- WHAT IS NEEDED: When you reach the entries, transcribe each one exactly.

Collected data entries
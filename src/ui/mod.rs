pub mod camera;
pub mod hud;
pub mod raster;
pub mod theme;
pub mod view;

use ratatui::{
    Frame,
    widgets::{Block, Borders, Paragraph},
};

use crate::app::state::AppState;

pub const MIN_WIDTH: u16 = 20;
pub const MIN_HEIGHT: u16 = 8;

pub fn render(frame: &mut Frame, state: &mut AppState) {
    let area = frame.area();

    if area.width < MIN_WIDTH || area.height < MIN_HEIGHT {
        let warning = Paragraph::new(format!(
            "Terminal too small. Resize to at least {MIN_WIDTH}x{MIN_HEIGHT}."
        ))
        .block(Block::default().borders(Borders::ALL).title("atmos-scene"));
        frame.render_widget(warning, area);
        return;
    }

    let capability = state.capability;
    state.controller.render(area, frame.buffer_mut(), capability);

    if state.settings.hud {
        hud::render_hud(frame, area, &state.hud_text(), state.controller.phase());
    }
    if let Some(err) = &state.last_error {
        hud::render_error_badge(frame, area, err);
    }
}
use ratatui::{
    Frame,
    layout::Rect,
    style::{Color, Modifier, Style},
    text::Line,
    widgets::Paragraph,
};

use crate::{
    domain::{
        palette::{IconMode, icon_for_condition},
        weather::{DayPhase, WeatherSnapshot},
    },
    ui::theme::hud_colors,
};

#[must_use]
pub fn hud_line(
    snapshot: Option<&WeatherSnapshot>,
    phase: DayPhase,
    icon_mode: IconMode,
    paused: bool,
) -> String {
    let phase_label = match phase {
        DayPhase::Day => "day",
        DayPhase::Night => "night",
    };
    let mut line = match snapshot {
        Some(snapshot) => {
            let condition = snapshot.condition_key();
            let icon = icon_for_condition(condition.as_deref()).glyph(icon_mode);
            let label = snapshot
                .primary_condition()
                .map(|c| {
                    if c.description.is_empty() {
                        c.main.to_lowercase()
                    } else {
                        c.description.clone()
                    }
                })
                .unwrap_or_else(|| "unknown".to_string());
            let mut line = format!("{icon} {:.0}° {label}", snapshot.temp);
            if let Some(clouds) = snapshot.clouds {
                line.push_str(&format!(" · clouds {clouds:.0}%"));
            }
            line.push_str(&format!(" · {phase_label}"));
            line
        }
        None => {
            let icon = icon_for_condition(None).glyph(icon_mode);
            format!("{icon} waiting for weather · {phase_label}")
        }
    };
    if paused {
        line.push_str(" · paused");
    }
    line
}

pub fn render_hud(frame: &mut Frame, area: Rect, text: &str, phase: DayPhase) {
    if area.height == 0 {
        return;
    }
    let (fg, bg) = hud_colors(phase);
    let width = (text.chars().count() as u16 + 2).min(area.width);
    let hud_area = Rect {
        x: area.x,
        y: area.y,
        width,
        height: 1,
    };
    let badge = Paragraph::new(Line::from(format!(" {text}")))
        .style(Style::default().fg(fg).bg(bg).add_modifier(Modifier::BOLD));
    frame.render_widget(badge, hud_area);
}

pub fn render_error_badge(frame: &mut Frame, area: Rect, message: &str) {
    if area.height < 2 {
        return;
    }
    let text = format!("⚠ {message}");
    let width = (text.chars().count() as u16 + 2).min(area.width);
    let badge_area = Rect {
        x: area.right().saturating_sub(width + 1),
        y: area.bottom().saturating_sub(1),
        width,
        height: 1,
    };
    let badge = Paragraph::new(Line::from(text)).style(
        Style::default()
            .fg(Color::LightRed)
            .bg(Color::Black)
            .add_modifier(Modifier::BOLD),
    );
    frame.render_widget(badge, badge_area);
}

#[cfg(test)]
mod tests {
    use super::*;
    use crate::domain::weather::WeatherCondition;

    fn rainy() -> WeatherSnapshot {
        WeatherSnapshot {
            temp: 11.6,
            feels_like: 10.0,
            humidity: 91.0,
            pressure: 1003.0,
            dew_point: 10.0,
            uvi: 0.2,
            clouds: Some(75.0),
            visibility: 7_000.0,
            wind_speed: 6.2,
            wind_deg: 210.0,
            sunrise: 0,
            sunset: 0,
            weather: vec![WeatherCondition::new("Rain", "light rain")],
        }
    }

    #[test]
    fn hud_describes_snapshot() {
        insta::assert_snapshot!(
            hud_line(Some(&rainy()), DayPhase::Day, IconMode::Ascii, false),
            @"RAN 12° light rain · clouds 75% · day"
        );
    }

    #[test]
    fn hud_falls_back_to_main_when_description_missing() {
        let mut snapshot = rainy();
        snapshot.weather = vec![WeatherCondition::new("Mist", "")];
        snapshot.clouds = None;
        insta::assert_snapshot!(
            hud_line(Some(&snapshot), DayPhase::Night, IconMode::Ascii, true),
            @"FOG 12° mist · night · paused"
        );
    }

    #[test]
    fn hud_waits_without_snapshot() {
        insta::assert_snapshot!(
            hud_line(None, DayPhase::Day, IconMode::Ascii, false),
            @"--- waiting for weather · day"
        );
    }
}
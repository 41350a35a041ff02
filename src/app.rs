pub mod controller;
pub mod events;
pub mod settings;
pub mod state;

- EXERCISE ANSWER:
filename src/ui/mod.rs
pub mod camera;
pub mod hud;
pub mod raster;
pub mod theme;
pub mod view;

use ratatui::{
    Frame,
    widgets::{Block, Borders, Paragraph},
};

use crate::app::state::AppState;

pub const MIN_WIDTH: u16 = 20;
pub const MIN_HEIGHT: u16 = 8;

pub fn render(frame: &mut Frame, state: &mut AppState) {
    let area = frame.area();

    if area.width < MIN_WIDTH || area.height < MIN_HEIGHT {
        let warning = Paragraph::new(format!(
            "Terminal too small. Resize to at least {MIN_WIDTH}x{MIN_HEIGHT}."
        ))
        .block(Block::default().borders(Borders::ALL).title("atmos-scene"));
        frame.render_widget(warning, area);
        return;
    }

    let capability = state.capability;
    state.controller.render(area, frame.buffer_mut(), capability);

    if state.settings.hud {
        hud::render_hud(frame, area, &state.hud_text(), state.controller.phase());
    }
    if let Some(err) = &state.last_error {
        hud::render_error_badge(frame, area, err);
    }
}
use ratatui::{
    Frame,
    layout::Rect,
    style::{Color, Modifier, Style},
    text::Line,
    widgets::Paragraph,
};

use crate::{
    domain::{
        palette::{IconMode, icon_for_condition},
        weather::{DayPhase, WeatherSnapshot},
    },
    ui::theme::hud_colors,
};

#[must_use]
pub fn hud_line(
    snapshot: Option<&WeatherSnapshot>,
    phase: DayPhase,
    icon_mode: IconMode,
    paused: bool,
) -> String {
    let phase_label = match phase {
        DayPhase::Day => "day",
        DayPhase::Night => "night",
    };
    let mut line = match snapshot {
        Some(snapshot) => {
            let condition = snapshot.condition_key();
            let icon = icon_for_condition(condition.as_deref()).glyph(icon_mode);
            let label = snapshot
                .primary_condition()
                .map(|c| {
                    if c.description.is_empty() {
                        c.main.to_lowercase()
                    } else {
                        c.description.clone()
                    }
                })
                .unwrap_or_else(|| "unknown".to_string());
            let mut line = format!("{icon} {:.0}° {label}", snapshot.temp);
            if let Some(clouds) = snapshot.clouds {
                line.push_str(&format!(" · clouds {clouds:.0}%"));
            }
            line.push_str(&format!(" · {phase_label}"));
            line
        }
        None => {
            let icon = icon_for_condition(None).glyph(icon_mode);
            format!("{icon} waiting for weather · {phase_label}")
        }
    };
    if paused {
        line.push_str(" · paused");
    }
    line
}

pub fn render_hud(frame: &mut Frame, area: Rect, text: &str, phase: DayPhase) {
    if area.height == 0 {
        return;
    }
    let (fg, bg) = hud_colors(phase);
    let width = (text.chars().count() as u16 + 2).min(area.width);
    let hud_area = Rect {
        x: area.x,
        y: area.y,
        width,
        height: 1,
    };
    let badge = Paragraph::new(Line::from(format!(" {text}")))
        .style(Style::default().fg(fg).bg(bg).add_modifier(Modifier::BOLD));
    frame.render_widget(badge, hud_area);
}

pub fn render_error_badge(frame: &mut Frame, area: Rect, message: &str) {
    if area.height < 2 {
        return;
    }
    let text = format!("⚠ {message}");
    let width = (text.chars().count() as u16 + 2).min(area.width);
    let badge_area = Rect {
        x: area.right().saturating_sub(width + 1),
        y: area.bottom().saturating_sub(1),
        width,
        height: 1,
    };
    let badge = Paragraph::new(Line::from(text)).style(
        Style::default()
            .fg(Color::LightRed)
            .bg(Color::Black)
            .add_modifier(Modifier::BOLD),
    );
    frame.render_widget(badge, badge_area);
}

#[cfg(test)]
mod tests {
    use super::*;
    use crate::domain::weather::WeatherCondition;

    fn rainy() -> WeatherSnapshot {
        WeatherSnapshot {
            temp: 11.6,
            feels_like: 10.0,
            humidity: 91.0,
            pressure: 1003.0,
            dew_point: 10.0,
            uvi: 0.2,
            clouds: Some(75.0),
            visibility: 7_000.0,
            wind_speed: 6.2,
            wind_deg: 210.0,
            sunrise: 0,
            sunset: 0,
            weather: vec![WeatherCondition::new("Rain", "light rain")],
        }
    }

    #[test]
    fn hud_describes_snapshot() {
        insta::assert_snapshot!(
            hud_line(Some(&rainy()), DayPhase::Day, IconMode::Ascii, false),
            @"RAN 12° light rain · clouds 75% · day"
        );
    }

    #[test]
    fn hud_falls_back_to_main_when_description_missing() {
        let mut snapshot = rainy();
        snapshot.weather = vec![WeatherCondition::new("Mist", "")];
        snapshot.clouds = None;
        insta::assert_snapshot!(
            hud_line(Some(&snapshot), DayPhase::Night, IconMode::Ascii, true),
            @"FOG 12° mist · night · paused"
        );
    }

    #[test]
    fn hud_waits_without_snapshot() {
        insta::assert_snapshot!(
            hud_line(None, DayPhase::Day, IconMode::Ascii, false),
            @"--- waiting for weather · day"
        );
    }
}
repository 41350a35a041ff02
filename src/app.rs
pub mod controller;
pub mod events;
pub mod settings;
pub mod state;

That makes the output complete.